My sex life with John, you'd call average. There were no hidden sexual deviations in our closet--too bad. But our union did create Melanie and Val, and I was thankful for that. When John died I was confused and worried. But deep down inside, even as I hung up the phone at the first news, I felt a strange sense of relief I couldn't quite understand. Relief from what? I also felt very guilty about this feeling. John had left the girls and I well provided for. There was plenty of insurance money, our savings were still in tact, and we had a few real estate investments which would provide me with ample income every month.

My grandmother, Emma, had died and left me her estate including this old Victorian house on forty acres of wooded land in Pennsylvania. Gran had inherited the home from her sister Regina and now it belonged to me. John would drive up to check on the place now and then, but I never did get there. I had always meant to go the house but, one thing or another kept me away. The girls in particular, were not very anxious to come along with John and me. The house was completely furnished and one summer John had converted the old stable into a large garage.

But now, after thinking about it for a while, I decided to rent our house on Long Island, and try living in Pennsylvania. I wanted to start anew somewhere. Maybe write a book. With the furnishings and everything in the house already there, it would not be much of a physical effort on my part.

I turned off onto 209 North which led to the little town I would be living near. It was called Brodheadsville. The town was about four blocks long, with your usual library, two churches, (Catholic and Lutheran), a strip mall with a small super market, dry cleaners, liquor and drug stores, and a few small restaurants. I drove past a doctor's house and dental clinic. There was a small florist-craft store combination, and few other small businesses that probably changed hands every year or so. The house was located about three miles out of town, just past the Green Hills Cemetery.
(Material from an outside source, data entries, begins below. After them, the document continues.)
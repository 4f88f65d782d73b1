//! Caching layer for provider-loaded resources.
//!
//! Two caches share one discipline: loads are deduplicated per key, every
//! successful acquire holds a reference, and a full cache evicts its
//! least-referenced entry to admit a new one.

pub mod config;
pub mod content;
pub mod eviction;
pub mod operation;
pub mod refcount;
mod registry;
pub mod scene;
pub mod types;

pub use config::{CacheConfig, CacheConfigError};
pub use content::ResourceCache;
pub use operation::{LoadOperation, LoadState, LoadStatus};
pub use refcount::{RefCount, RefCountUnderflow};
pub use scene::SceneCache;
pub use types::{CacheStats, PreloadReport, ReleaseOutcome};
As I drove through the country side, I began to feel very positive about my decision. I knew this was the right move to make. I glanced down on the passenger seat to consult my written directions and began to look for my landmark, which was an old brown barn. When I spotted the barn, I made a left turn onto to, a small graveled road named Highland Road. Once past the cemetery the air took on a peaceful grace and the smell of freshly mowed grass and honey suckle filled the air. I felt strangely calm here.
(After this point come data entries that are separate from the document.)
//! SceneCache: the content-cache discipline for composite scenes.
//!
//! Differs from [`ResourceCache`](super::ResourceCache) in one way: handing a
//! scene back is asynchronous. A removed scene keeps its slot until the
//! provider confirms the unload. `release` waits for that, a load that needs
//! room waits for the evicted scene to unload before it takes the slot, and
//! an acquire of a key that is unloading waits and then loads it afresh.

use std::any::Any;
use std::panic::AssertUnwindSafe;
use std::sync::Arc;

use depot_abstraction::{SceneLoadMode, SceneProvider, TypeTag};
use futures::future::join_all;
use futures::FutureExt;
use tracing::{debug, error, info, warn};

use super::config::{CacheConfig, CacheConfigError};
use super::content::downcast;
use super::operation::{LoadCompleter, LoadOperation};
use super::registry::{
    panic_detail, settle_fetch, Begin, Disposal, FetchGuard, Install, Registry, Release,
};
use super::types::{CacheEntry, CacheStats, PreloadReport, ReleaseOutcome};
use crate::error::CacheError;

const LOAD_KIND: &str = "scene-load";
const UNLOAD_KIND: &str = "scene-unload";

/// Cache for scenes.
#[derive(Clone)]
pub struct SceneCache {
    provider: Arc<dyn SceneProvider>,
    registry: Arc<Registry>,
}

impl std::fmt::Debug for SceneCache {
    fn fmt(&self, f: &mut std::fmt::Formatter<'_>) -> std::fmt::Result {
        f.debug_struct("SceneCache")
            .field("capacity", &self.registry.capacity())
            .field("stats", &self.registry.stats())
            .finish_non_exhaustive()
    }
}

impl SceneCache {
    /// Create a scene cache backed by `provider`.
    ///
    /// # Errors
    /// Returns `CacheConfigError` if the configuration is invalid.
    pub fn new(
        provider: Arc<dyn SceneProvider>,
        config: &CacheConfig,
    ) -> Result<Self, CacheConfigError> {
        config.validate()?;
        Ok(Self {
            provider,
            registry: Arc::new(Registry::new(
                LOAD_KIND,
                config.max_scene_entries,
                Disposal::Deferred,
            )),
        })
    }

    /// Get the scene for `key`, loading it with `mode` if needed.
    ///
    /// Callers joining a load already in flight get that load's scene; the
    /// mode of the caller that started it applies.
    ///
    /// # Errors
    /// Returns `CacheError` if the key is empty, the load fails, or the key
    /// holds a different type.
    pub async fn acquire<S>(&self, key: &str, mode: SceneLoadMode) -> Result<Arc<S>, CacheError>
    where
        S: Any + Send + Sync,
    {
        self.acquire_with_progress(key, mode, |_| {}).await
    }

    /// Same as [`acquire`](Self::acquire), reporting load progress.
    ///
    /// # Errors
    /// Returns `CacheError` if the key is empty, the load fails, or the key
    /// holds a different type.
    pub async fn acquire_with_progress<S, F>(
        &self,
        key: &str,
        mode: SceneLoadMode,
        on_progress: F,
    ) -> Result<Arc<S>, CacheError>
    where
        S: Any + Send + Sync,
        F: FnMut(f32) + Send,
    {
        let type_tag = TypeTag::of::<S>();
        let payload = loop {
            match self.registry.begin(key, type_tag)? {
                Begin::Hit(payload) => break payload,
                Begin::Join(waiter) => break waiter.wait(on_progress).await?,
                Begin::Start { waiter, completer } => {
                    self.spawn_load(key.to_string(), type_tag, mode, completer);
                    break waiter.wait(on_progress).await?;
                }
                Begin::Unloading(done) => done.finished().await,
            }
        };
        downcast(key, &payload)
    }

    fn spawn_load(
        &self,
        key: String,
        type_tag: TypeTag,
        mode: SceneLoadMode,
        completer: LoadCompleter,
    ) {
        let provider = Arc::clone(&self.provider);
        let registry = Arc::clone(&self.registry);
        tokio::spawn(async move {
            let load_id = completer.load_id();
            let guard = FetchGuard::new(Arc::clone(&registry), &key, load_id);
            let fetched = settle_fetch(
                LOAD_KIND,
                &key,
                type_tag,
                provider.load_scene(&key, type_tag, mode, completer.progress_sink()),
            )
            .await;

            match fetched {
                Ok(scene) => {
                    loop {
                        match registry.install(&key, load_id, &scene) {
                            Install::Installed | Install::Detached => break,
                            Install::Evicted(victim) => {
                                unload(Arc::clone(&provider), Arc::clone(&registry), victim).await;
                            }
                            Install::Wait(done) => done.finished().await,
                        }
                    }
                    completer.succeed(scene);
                }
                Err(err) => {
                    registry.fail(&key, load_id);
                    completer.fail(err);
                }
            }
            guard.settle();
        });
    }

    /// Drop one reference to `key`. At zero the scene leaves the cache and
    /// this waits until the provider has unloaded it and its slot is free.
    ///
    /// Releasing a key that is not cached only logs a warning.
    pub async fn release(&self, key: &str) -> ReleaseOutcome {
        match self.registry.release(key, None) {
            Release::Retained(remaining) => ReleaseOutcome::Retained(remaining),
            Release::Removed(entry) => {
                unload(Arc::clone(&self.provider), Arc::clone(&self.registry), entry).await;
                ReleaseOutcome::Released
            }
            Release::Untracked => ReleaseOutcome::Untracked,
            Release::TypeMismatch => ReleaseOutcome::TypeMismatch,
        }
    }

    /// Acquire every scene concurrently and wait for all of them.
    pub async fn preload<S, K>(&self, keys: &[K], mode: SceneLoadMode) -> PreloadReport
    where
        S: Any + Send + Sync,
        K: AsRef<str> + Sync,
    {
        let results = join_all(keys.iter().map(|key| async move {
            let key = key.as_ref();
            (key.to_string(), self.acquire::<S>(key, mode).await.map(|_| ()))
        }))
        .await;

        let report = PreloadReport::from_results(results);
        if !report.is_complete() {
            let failed: Vec<&str> = report.failed.iter().map(|(key, _)| key.as_str()).collect();
            warn!(
                operation = LOAD_KIND,
                failed = ?failed,
                loaded = report.loaded.len(),
                "Scene preload finished with failures"
            );
        }
        report
    }

    /// Unload every cached scene regardless of reference counts, waiting
    /// for all unloads to finish.
    pub async fn clear_all(&self) {
        let drained = self.registry.drain();
        let cleared_count = drained.len();
        join_all(
            drained
                .into_iter()
                .map(|entry| unload(Arc::clone(&self.provider), Arc::clone(&self.registry), entry)),
        )
        .await;
        info!(operation = UNLOAD_KIND, cleared_count, "Cleared all scenes from cache");
    }

    /// The in-flight load for `key`, if one is running.
    #[must_use]
    pub fn operation(&self, key: &str) -> Option<LoadOperation> {
        self.registry.operation(key)
    }

    /// Whether `key` is cached.
    #[must_use]
    pub fn contains(&self, key: &str) -> bool {
        self.registry.contains(key)
    }

    /// Current reference count of a cached scene.
    #[must_use]
    pub fn ref_count(&self, key: &str) -> Option<u32> {
        self.registry.ref_count(key)
    }

    /// Number of cached scenes.
    #[must_use]
    pub fn len(&self) -> usize {
        self.registry.len()
    }

    /// `true` when no scene is cached.
    #[must_use]
    pub fn is_empty(&self) -> bool {
        self.len() == 0
    }

    /// Cached scene keys, sorted.
    #[must_use]
    pub fn keys(&self) -> Vec<String> {
        self.registry.keys()
    }

    /// Maximum number of cached scenes.
    #[must_use]
    pub fn capacity(&self) -> usize {
        self.registry.capacity()
    }

    /// Get current cache statistics.
    #[must_use]
    pub fn stats(&self) -> CacheStats {
        self.registry.stats()
    }
}

/// Unloads a scene on its own task and waits for it, so a caller that stops
/// waiting cannot cut the unload short. The slot is freed once the provider
/// is done, whether the unload succeeded, failed or panicked; failures are
/// logged.
async fn unload(provider: Arc<dyn SceneProvider>, registry: Arc<Registry>, entry: CacheEntry) {
    let key = entry.key.clone();
    let task = tokio::spawn(async move {
        let unloaded = AssertUnwindSafe(provider.unload_scene(&entry.key, &entry.payload))
            .catch_unwind()
            .await;
        registry.finish_unload(&entry.key);
        match unloaded {
            Ok(Ok(())) => debug!(operation = UNLOAD_KIND, key = %entry.key, "Scene unloaded"),
            Ok(Err(err)) => {
                error!(
                    operation = UNLOAD_KIND,
                    key = %entry.key,
                    error = %err,
                    "Scene unload failed"
                );
            }
            Err(panic) => {
                let detail = panic_detail(&*panic);
                error!(
                    operation = UNLOAD_KIND,
                    key = %entry.key,
                    detail = %detail,
                    "Scene unload faulted"
                );
            }
        }
    });
    if let Err(join_err) = task.await {
        error!(operation = UNLOAD_KIND, key = %key, error = %join_err, "Scene unload task failed");
    }
}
At the end of the road I had to stop dead in my tracks. There was a rusted old iron gate blocking the entrance to the driveway that led up to the house. The large rusted tin sign read KEEP OUT, and under the black printed wording someone had painted in a scrawly manner -AND THAT MEANS YOU! I imagined it was our caretaker Calvin. It was just about 1 p.m.. and I was getting a little hungry. I had planned to drive up to the house, maybe start a little fire in the fireplace and go back down to that little super market and buy some groceries. I opened the door to the car and got out, and walked over to the iron gate. "Damn it," I yelled out, my voice echoing into the strange silence. There were woods all around me and I couldn't see the house from where I stood. It seems "Old Cal" had supplied us with a little extra protection. The gate was fastened with a big iron chain and a giant padlock weaved through the chain holding it together. I could have kicked myself for not calling him first to warn him of my coming here. Well, rather than even trying to tackle that lock, I decided to drive back to town and call him.
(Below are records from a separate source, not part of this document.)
//! ResourceCache: deduplicated, reference-counted loading of content units.

use std::any::Any;
use std::panic::{self, AssertUnwindSafe};
use std::sync::Arc;

use depot_abstraction::{Payload, ResourceProvider, TypeTag};
use futures::future::join_all;
use tracing::{error, info, warn};

use super::config::{CacheConfig, CacheConfigError};
use super::operation::{LoadCompleter, LoadOperation};
use super::registry::{
    panic_detail, settle_fetch, Begin, Disposal, FetchGuard, Install, Registry, Release,
};
use super::types::{CacheEntry, CacheStats, PreloadReport, ReleaseOutcome};
use crate::error::CacheError;

const LOAD_KIND: &str = "content-load";
const RELEASE_KIND: &str = "content-release";

/// Cache for content units.
///
/// Cloning is cheap and every clone shares the same tables, so one instance
/// can be handed to each consumer that needs it.
#[derive(Clone)]
pub struct ResourceCache {
    provider: Arc<dyn ResourceProvider>,
    registry: Arc<Registry>,
}

impl std::fmt::Debug for ResourceCache {
    fn fmt(&self, f: &mut std::fmt::Formatter<'_>) -> std::fmt::Result {
        f.debug_struct("ResourceCache")
            .field("capacity", &self.registry.capacity())
            .field("stats", &self.registry.stats())
            .finish_non_exhaustive()
    }
}

impl ResourceCache {
    /// Create a content cache backed by `provider`.
    ///
    /// # Errors
    /// Returns `CacheConfigError` if the configuration is invalid.
    pub fn new(
        provider: Arc<dyn ResourceProvider>,
        config: &CacheConfig,
    ) -> Result<Self, CacheConfigError> {
        config.validate()?;
        Ok(Self {
            provider,
            registry: Arc::new(Registry::new(
                LOAD_KIND,
                config.max_content_entries,
                Disposal::Immediate,
            )),
        })
    }

    /// Get the payload for `key`, loading it if needed.
    ///
    /// A cached entry is returned without suspending. If a load for the key
    /// is already running, this waits for it instead of starting another.
    /// Every successful call holds one reference until `release`.
    ///
    /// Dropping the returned future does not cancel the load; its result is
    /// still cached for the next caller.
    ///
    /// # Errors
    /// Returns `CacheError` if the key is empty, the load fails, or the key
    /// holds a different type.
    pub async fn acquire<T>(&self, key: &str) -> Result<Arc<T>, CacheError>
    where
        T: Any + Send + Sync,
    {
        self.acquire_with_progress(key, |_| {}).await
    }

    /// Same as [`acquire`](Self::acquire), reporting load progress to
    /// `on_progress`. A cache hit reports nothing.
    ///
    /// # Errors
    /// Returns `CacheError` if the key is empty, the load fails, or the key
    /// holds a different type.
    pub async fn acquire_with_progress<T, F>(
        &self,
        key: &str,
        on_progress: F,
    ) -> Result<Arc<T>, CacheError>
    where
        T: Any + Send + Sync,
        F: FnMut(f32) + Send,
    {
        let type_tag = TypeTag::of::<T>();
        let payload = loop {
            match self.registry.begin(key, type_tag)? {
                Begin::Hit(payload) => break payload,
                Begin::Join(waiter) => break waiter.wait(on_progress).await?,
                Begin::Start { waiter, completer } => {
                    self.spawn_load(key.to_string(), type_tag, completer);
                    break waiter.wait(on_progress).await?;
                }
                Begin::Unloading(done) => done.finished().await,
            }
        };
        downcast(key, &payload)
    }

    /// Get the payload for `key` only if it is already cached.
    ///
    /// Never suspends and never starts a load. A hit counts as one reference.
    #[must_use]
    pub fn try_acquire<T>(&self, key: &str) -> Option<Arc<T>>
    where
        T: Any + Send + Sync,
    {
        self.registry
            .try_hit(key, TypeTag::of::<T>())
            .and_then(|payload| payload.downcast::<T>())
    }

    fn spawn_load(&self, key: String, type_tag: TypeTag, completer: LoadCompleter) {
        let provider = Arc::clone(&self.provider);
        let registry = Arc::clone(&self.registry);
        tokio::spawn(async move {
            let load_id = completer.load_id();
            let guard = FetchGuard::new(Arc::clone(&registry), &key, load_id);
            let fetched = settle_fetch(
                LOAD_KIND,
                &key,
                type_tag,
                provider.load(&key, type_tag, completer.progress_sink()),
            )
            .await;

            match fetched {
                Ok(payload) => {
                    loop {
                        match registry.install(&key, load_id, &payload) {
                            Install::Installed | Install::Detached => break,
                            Install::Evicted(victim) => {
                                release_to_provider(provider.as_ref(), &victim);
                            }
                            Install::Wait(done) => done.finished().await,
                        }
                    }
                    completer.succeed(payload);
                }
                Err(err) => {
                    registry.fail(&key, load_id);
                    completer.fail(err);
                }
            }
            guard.settle();
        });
    }

    /// Drop one reference to `key`. At zero the entry is removed and the
    /// payload handed back to the provider.
    ///
    /// Releasing a key that is not cached only logs a warning.
    pub fn release(&self, key: &str) -> ReleaseOutcome {
        self.release_checked(key, None)
    }

    /// Like [`release`](Self::release), but refuses (with a warning) if the
    /// cached payload is not a `T`.
    pub fn release_typed<T: Any>(&self, key: &str) -> ReleaseOutcome {
        self.release_checked(key, Some(TypeTag::of::<T>()))
    }

    fn release_checked(&self, key: &str, type_tag: Option<TypeTag>) -> ReleaseOutcome {
        match self.registry.release(key, type_tag) {
            Release::Retained(remaining) => ReleaseOutcome::Retained(remaining),
            Release::Removed(entry) => {
                release_to_provider(self.provider.as_ref(), &entry);
                ReleaseOutcome::Released
            }
            Release::Untracked => ReleaseOutcome::Untracked,
            Release::TypeMismatch => ReleaseOutcome::TypeMismatch,
        }
    }

    /// Remove `key` regardless of how many references it holds.
    ///
    /// Returns `false` if nothing was cached under the key.
    pub fn force_release(&self, key: &str) -> bool {
        match self.registry.force_remove(key) {
            Some(entry) => {
                info!(
                    operation = RELEASE_KIND,
                    key = %key,
                    ref_count = entry.ref_count.get(),
                    "Force released"
                );
                release_to_provider(self.provider.as_ref(), &entry);
                true
            }
            None => false,
        }
    }

    /// Acquire every key concurrently and wait for all of them.
    ///
    /// One failure does not cancel the others; failures are logged and
    /// reported, never returned as an error.
    pub async fn preload<T, S>(&self, keys: &[S]) -> PreloadReport
    where
        T: Any + Send + Sync,
        S: AsRef<str> + Sync,
    {
        let results = join_all(keys.iter().map(|key| async move {
            let key = key.as_ref();
            (key.to_string(), self.acquire::<T>(key).await.map(|_| ()))
        }))
        .await;

        let report = PreloadReport::from_results(results);
        if !report.is_complete() {
            let failed: Vec<&str> = report.failed.iter().map(|(key, _)| key.as_str()).collect();
            warn!(
                operation = LOAD_KIND,
                failed = ?failed,
                loaded = report.loaded.len(),
                "Preload finished with failures"
            );
        }
        report
    }

    /// Acquire everything a label resolves to.
    ///
    /// # Errors
    /// Returns `CacheError::NotFound` if the label resolves to nothing.
    pub async fn acquire_label<T>(
        &self,
        label: &str,
    ) -> Result<Vec<(String, Result<Arc<T>, CacheError>)>, CacheError>
    where
        T: Any + Send + Sync,
    {
        let keys = self.resolve(label, TypeTag::of::<T>()).await?;
        Ok(join_all(keys.into_iter().map(|key| async move {
            let result = self.acquire::<T>(&key).await;
            (key, result)
        }))
        .await)
    }

    /// Release once every key a label resolves to, checking each cached
    /// payload is a `T`.
    ///
    /// # Errors
    /// Returns `CacheError::NotFound` if the label resolves to nothing.
    pub async fn release_label<T: Any>(
        &self,
        label: &str,
    ) -> Result<Vec<(String, ReleaseOutcome)>, CacheError> {
        let keys = self.resolve(label, TypeTag::of::<T>()).await?;
        Ok(keys
            .into_iter()
            .map(|key| {
                let outcome = self.release_typed::<T>(&key);
                (key, outcome)
            })
            .collect())
    }

    async fn resolve(&self, label: &str, type_tag: TypeTag) -> Result<Vec<String>, CacheError> {
        if label.is_empty() {
            error!(operation = LOAD_KIND, "Rejected empty label");
            return Err(CacheError::InvalidKey);
        }
        let locations = self.provider.locate(label, type_tag).await.map_err(|err| {
            error!(operation = LOAD_KIND, key = %label, message = %err, "Failed to resolve label");
            CacheError::from_provider(label, err)
        })?;
        if locations.is_empty() {
            error!(operation = LOAD_KIND, key = %label, "Label resolved to no resources");
            return Err(CacheError::NotFound(label.to_string()));
        }
        Ok(locations.into_iter().map(|location| location.primary_key).collect())
    }

    /// Release every cached entry regardless of reference counts.
    ///
    /// Meant for teardown. Loads still in flight are not affected.
    pub fn clear_all(&self) {
        let drained = self.registry.drain();
        let cleared_count = drained.len();
        for entry in &drained {
            release_to_provider(self.provider.as_ref(), entry);
        }
        info!(operation = RELEASE_KIND, cleared_count, "Cleared all content from cache");
    }

    /// The in-flight load for `key`, if one is running.
    #[must_use]
    pub fn operation(&self, key: &str) -> Option<LoadOperation> {
        self.registry.operation(key)
    }

    /// Whether `key` is cached (not merely loading).
    #[must_use]
    pub fn contains(&self, key: &str) -> bool {
        self.registry.contains(key)
    }

    /// Current reference count of a cached key.
    #[must_use]
    pub fn ref_count(&self, key: &str) -> Option<u32> {
        self.registry.ref_count(key)
    }

    /// Number of cached entries.
    #[must_use]
    pub fn len(&self) -> usize {
        self.registry.len()
    }

    /// `true` when nothing is cached.
    #[must_use]
    pub fn is_empty(&self) -> bool {
        self.len() == 0
    }

    /// Cached keys, sorted.
    #[must_use]
    pub fn keys(&self) -> Vec<String> {
        self.registry.keys()
    }

    /// Maximum number of cached entries.
    #[must_use]
    pub fn capacity(&self) -> usize {
        self.registry.capacity()
    }

    /// Get current cache statistics.
    #[must_use]
    pub fn stats(&self) -> CacheStats {
        self.registry.stats()
    }
}

/// Hands a payload back to the provider. A provider error or panic is
/// logged; the entry is gone from the cache either way.
fn release_to_provider(provider: &dyn ResourceProvider, entry: &CacheEntry) {
    match panic::catch_unwind(AssertUnwindSafe(|| provider.release(&entry.key, &entry.payload))) {
        Ok(Ok(())) => {}
        Ok(Err(err)) => {
            error!(
                operation = RELEASE_KIND,
                key = %entry.key,
                error = %err,
                "Provider failed to release payload"
            );
        }
        Err(panic) => {
            let detail = panic_detail(&*panic);
            error!(
                operation = RELEASE_KIND,
                key = %entry.key,
                detail = %detail,
                "Provider release faulted"
            );
        }
    }
}

pub(crate) fn downcast<T: Any + Send + Sync>(
    key: &str,
    payload: &Payload,
) -> Result<Arc<T>, CacheError> {
    payload
        .downcast::<T>()
        .ok_or_else(|| CacheError::type_mismatch(key, TypeTag::of::<T>(), payload.type_tag()))
}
I felt a sudden chill as I drove past the cemetery.

I pulled into the strip mall and walked over to a telephone stall situated on the outside wall of the drug store. After placing my handbag on the little shelf provided, I began digging into my purse for my little address book for Calvin's number. There it was,

717-3309. I punched the numbers into the phone pad and deposited a quarter into the coin slot.

"Hello," a sweet little elderly woman's voice answered.

"Hi, This is Victoria Raines. May I speak with Calvin Parsons. He's the caretaker for my house up at Highland Road."

"Oh, my dear, this is Mrs. Parsons. He just stepped out around half hour ago--had to go up to Scranton, pick up part for our tractor. Broken down ya' know."

I decided my perfect day was taking a turn for the worse.

"Well, Mrs. Parsons, do you have any idea when he'll be home?

She replied in a quizzical manner, "I'd say three or four hours the most." I asked her if she could tell him to meet me up at the house, when he got back.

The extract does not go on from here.